Look through the records below for the line with "let mut dropped = Vec::new();" and the line with "if passthrough ||", then return those lines and all lines between, exactly.

# Stored data entries:
▼

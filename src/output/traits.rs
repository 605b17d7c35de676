//! Presenter trait and an in-memory implementation

use crate::output::CrawlReport;

/// Receiver of crawl results
///
/// `email_found` is called synchronously from the crawl loop, exactly
/// once per distinct email and in first-discovery order.
/// `crawl_finished` is called once, after the frontier is exhausted.
pub trait EmailSink {
    /// Records a newly discovered email
    fn email_found(&mut self, email: &str);

    /// Receives the final report
    fn crawl_finished(&mut self, _report: &CrawlReport) {}
}

/// Sink that keeps everything in memory
#[derive(Debug, Default)]
pub struct CollectingSink {
    /// Emails in the order they were reported
    pub emails: Vec<String>,

    /// Whether `crawl_finished` has been called
    pub finished: bool,

    /// The final `found()` signal
    pub found: bool,
}

impl CollectingSink {
    pub fn new() -> Self {
        Self::default()
    }
}

impl EmailSink for CollectingSink {
    fn email_found(&mut self, email: &str) {
        self.emails.push(email.to_string());
    }

    fn crawl_finished(&mut self, report: &CrawlReport) {
        self.finished = true;
        self.found = report.found();
    }
}
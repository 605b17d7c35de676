//! Email-Harvest main entry point
//!
//! This is the command-line interface for the Email-Harvest crawler.

use anyhow::Context;
use clap::{CommandFactory, Parser};
use email_harvest::config::{load_config_with_hash, validate, Config};
use email_harvest::crawler::crawl;
use email_harvest::output::ConsolePresenter;
use email_harvest::url::Domain;
use std::path::PathBuf;
use std::process::ExitCode;
use tracing_subscriber::EnvFilter;

/// Email-Harvest: find the email addresses published under a domain
///
/// Crawls every page reachable from DOMAIN through links that stay on
/// DOMAIN and prints each email address the first time it is found.
#[derive(Parser, Debug)]
#[command(name = "email-harvest")]
#[command(version)]
#[command(about = "Find email addresses published under a domain", long_about = None)]
struct Cli {
    /// Domain to crawl (e.g. example.com)
    #[arg(value_name = "DOMAIN")]
    domain: String,

    /// Also follow links to subdomains of DOMAIN
    #[arg(short = 's', long = "subdomains")]
    subdomains: bool,

    /// Path to an optional TOML configuration file
    #[arg(long, value_name = "FILE")]
    config: Option<PathBuf>,

    /// Maximum number of fetches in flight (overrides the config file)
    #[arg(short = 'c', long, value_name = "N")]
    concurrency: Option<u32>,

    /// Increase logging verbosity (-v, -vv, -vvv)
    #[arg(short, long, action = clap::ArgAction::Count)]
    verbose: u8,

    /// Suppress non-error log output
    #[arg(short, long, conflicts_with = "verbose")]
    quiet: bool,

    /// Extra positional arguments, accepted and ignored
    #[arg(hide = true)]
    ignored: Vec<String>,
}

impl Cli {
    /// Parses arguments, dropping flags the CLI does not recognize
    ///
    /// Known flags keep working wherever they appear on the command line.
    /// Returns the parsed CLI together with the dropped flags.
    fn parse_lenient<I, T>(args: I) -> Result<(Self, Vec<String>), clap::Error>
    where
        I: IntoIterator<Item = T>,
        T: Into<String>,
    {
        let (known, dropped) = split_unknown_flags(args.into_iter().map(Into::into));
        Ok((Self::try_parse_from(known)?, dropped))
    }
}

/// Separates flags unknown to [`Cli`] from everything else
///
/// The first argument (the program name), positionals, values of known
/// options and everything after `--` are always kept.
fn split_unknown_flags(mut args: impl Iterator<Item = String>) -> (Vec<String>, Vec<String>) {
    let command = Cli::command();
    let long_takes_value = |name: &str| -> Option<bool> {
        if name == "help" || name == "version" {
            return Some(false);
        }
        command
            .get_arguments()
            .find(|a| a.get_long() == Some(name))
            .map(|a| a.get_action().takes_values())
    };
    let short_takes_value = |c: char| -> Option<bool> {
        if c == 'h' || c == 'V' {
            return Some(false);
        }
        command
            .get_arguments()
            .find(|a| a.get_short() == Some(c))
            .map(|a| a.get_action().takes_values())
    };

    let mut known = Vec::new();
    let mut dropped = Vec::new();
    let mut value_expected = false;
    let mut passthrough = false;

    if let Some(program) = args.next() {
        known.push(program);
    }

    for arg in args {
        if passthrough || value_expected || arg == "-" || !arg.starts_with('-') {
            value_expected = false;
            known.push(arg);
            continue;
        }
        if arg == "--" {
            passthrough = true;
            known.push(arg);
            continue;
        }

        let recognized = if let Some(long) = arg.strip_prefix("--") {
            let (name, inline_value) = match long.split_once('=') {
                Some((name, _)) => (name, true),
                None => (long, false),
            };
            long_takes_value(name).map(|takes| takes && !inline_value)
        } else {
            // Short cluster such as -vv, -sv or -c4
            let mut expects = Some(false);
            for (i, c) in arg.char_indices().skip(1) {
                match short_takes_value(c) {
                    Some(true) => {
                        expects = Some(i + c.len_utf8() == arg.len());
                        break;
                    }
                    Some(false) => {}
                    None => {
                        expects = None;
                        break;
                    }
                }
            }
            expects
        };

        match recognized {
            Some(takes_value) => {
                value_expected = takes_value;
                known.push(arg);
            }
            None => dropped.push(arg),
        }
    }

    (known, dropped)
}

#[tokio::main]
async fn main() -> ExitCode {
    let (cli, dropped) = match Cli::parse_lenient(std::env::args()) {
        Ok(parsed) => parsed,
        Err(e) => e.exit(),
    };

    // Setup logging based on verbosity
    setup_logging(cli.verbose, cli.quiet);

    if !dropped.is_empty() {
        tracing::debug!("Ignoring unrecognized flags: {:?}", dropped);
    }

    match run(cli).await {
        Ok(()) => ExitCode::SUCCESS,
        Err(e) => {
            tracing::error!("{:#}", e);
            ExitCode::FAILURE
        }
    }
}

/// Sets up the logging/tracing subscriber based on verbosity level
///
/// Logs go to stderr; stdout carries only the crawl results.
fn setup_logging(verbose: u8, quiet: bool) {
    let filter = if quiet {
        EnvFilter::new("error")
    } else {
        match verbose {
            0 => EnvFilter::new("email_harvest=warn,warn"),
            1 => EnvFilter::new("email_harvest=info,warn"),
            2 => EnvFilter::new("email_harvest=debug,info"),
            _ => EnvFilter::new("trace"),
        }
    };

    tracing_subscriber::fmt()
        .with_env_filter(filter)
        .with_writer(std::io::stderr)
        .with_target(false)
        .with_thread_ids(false)
        .with_file(false)
        .init();
}

/// Loads configuration, applies CLI overrides and validates the result
fn resolve_config(cli: &Cli) -> anyhow::Result<Config> {
    let mut config = match &cli.config {
        Some(path) => {
            tracing::info!("Loading configuration from: {}", path.display());
            let (config, hash) = load_config_with_hash(path)
                .with_context(|| format!("Failed to load configuration {}", path.display()))?;
            tracing::info!("Configuration loaded successfully (hash: {})", hash);
            config
        }
        None => Config::default(),
    };

    if let Some(concurrency) = cli.concurrency {
        config.crawler.concurrency = concurrency;
    }
    validate(&config).context("Invalid configuration")?;

    Ok(config)
}

/// Handles the crawl operation
///
/// Finding no emails is a normal outcome and exits successfully.
async fn run(cli: Cli) -> anyhow::Result<()> {
    if !cli.ignored.is_empty() {
        tracing::debug!("Ignoring extra arguments: {:?}", cli.ignored);
    }

    let domain = Domain::parse(&cli.domain).context("Invalid domain argument")?;
    let config = resolve_config(&cli)?;

    let mut presenter = ConsolePresenter::stdout();
    presenter.announce(&cli.domain)?;

    let report = crawl(domain, cli.subdomains, &config, &mut presenter)
        .await
        .context("Crawl could not start")?;

    tracing::info!(
        "Crawl completed: {} emails from {} pages",
        report.emails.len(),
        report.stats.pages_visited
    );

    Ok(())
}
//! Output module for presenting crawl results
//!
//! This module handles:
//! - The [`EmailSink`] trait the crawler reports to
//! - Printing emails to the console as they are found
//! - Crawl statistics and the end-of-crawl summary

mod console;
pub mod stats;
mod traits;

pub use console::ConsolePresenter;
pub use stats::{format_summary, CrawlReport, CrawlStats};
pub use traits::{CollectingSink, EmailSink};
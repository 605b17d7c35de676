//! URL handling module for Email-Harvest
//!
//! URIs inside the crawler never carry a scheme: they are bare
//! `host/path` strings. This module owns the seed [`Domain`], the
//! [`Scope`] rule deciding which discovered URIs may be crawled, and the
//! reconstruction of raw `href` values into that scheme-less form.

mod domain;
mod reconstruct;

pub use domain::Domain;
pub use reconstruct::{reconstruct_uri, strip_href};

/// Scheme the crawler uses for every request
const FETCH_SCHEME: &str = "http://";

/// Turns a scheme-less URI into the URL handed to the fetch transport
///
/// The crawler is HTTP-only: `https://` is never produced here.
///
/// # Examples
///
/// ```
/// use email_harvest::url::to_fetch_url;
///
/// assert_eq!(to_fetch_url("example.com/about"), "http://example.com/about");
/// ```
pub fn to_fetch_url(uri: &str) -> String {
    format!("{}{}", FETCH_SCHEME, uri)
}

/// The scoping rule for a crawl
///
/// Without subdomains a URI is in scope when it starts with the domain or
/// with `www.` + domain. With subdomains it is in scope when the domain
/// appears anywhere inside it.
#[derive(Debug, Clone)]
pub struct Scope {
    domain: Domain,
    www_domain: String,
    allow_subdomains: bool,
}

impl Scope {
    /// Creates the scope rule anchored at `domain`
    pub fn new(domain: Domain, allow_subdomains: bool) -> Self {
        let www_domain = format!("www.{}", domain.as_str());
        Self {
            domain,
            www_domain,
            allow_subdomains,
        }
    }

    /// Returns true if `uri` may be pushed onto the frontier
    pub fn contains(&self, uri: &str) -> bool {
        let domain = self.domain.as_str();
        if self.allow_subdomains {
            uri.contains(domain)
        } else {
            uri.starts_with(domain) || uri.starts_with(&self.www_domain)
        }
    }

    /// The anchor domain
    pub fn domain(&self) -> &Domain {
        &self.domain
    }

    /// Whether subdomain-inclusive scoping is enabled
    pub fn allows_subdomains(&self) -> bool {
        self.allow_subdomains
    }
}
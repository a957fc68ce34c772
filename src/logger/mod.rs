// SPDX-License-Identifier: GPL-3.0-only

use anyhow::Result;
use tracing::{info, warn};
use tracing_subscriber::{fmt, prelude::*, EnvFilter};

/// Installs the global tracing subscriber.
///
/// Logs go to stderr and, if available, to the systemd journal.
/// `RUST_LOG` overrides the default filter.
pub fn init_logger() -> Result<()> {
    let filter = match EnvFilter::try_from_default_env() {
        Ok(filter) => filter,
        Err(_) => EnvFilter::new(if cfg!(debug_assertions) { "warn" } else { "error" })
            .add_directive(
                if cfg!(debug_assertions) {
                    "cosmic_xwl_bridge=debug"
                } else {
                    "cosmic_xwl_bridge=info"
                }
                .parse()?,
            ),
    };
    let fmt_layer = fmt::layer().compact();

    match tracing_journald::layer() {
        Ok(journald_layer) => tracing_subscriber::registry()
            .with(fmt_layer)
            .with(journald_layer)
            .with(filter)
            .try_init()?,
        Err(err) => {
            tracing_subscriber::registry()
                .with(fmt_layer)
                .with(filter)
                .try_init()?;
            warn!(?err, "Failed to init journald logging.");
        }
    };
    log_panics::init();

    info!("Version: {}", std::env!("CARGO_PKG_VERSION"));
    Ok(())
}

▲

# Answer for the task:
    let mut dropped = Vec::new();
    let mut value_expected = false;
    let mut passthrough = false;

    if let Some(program) = args.next() {
        known.push(program);
    }

    for arg in args {
        if passthrough || value_expected || arg == "-" || !arg.starts_with('-') {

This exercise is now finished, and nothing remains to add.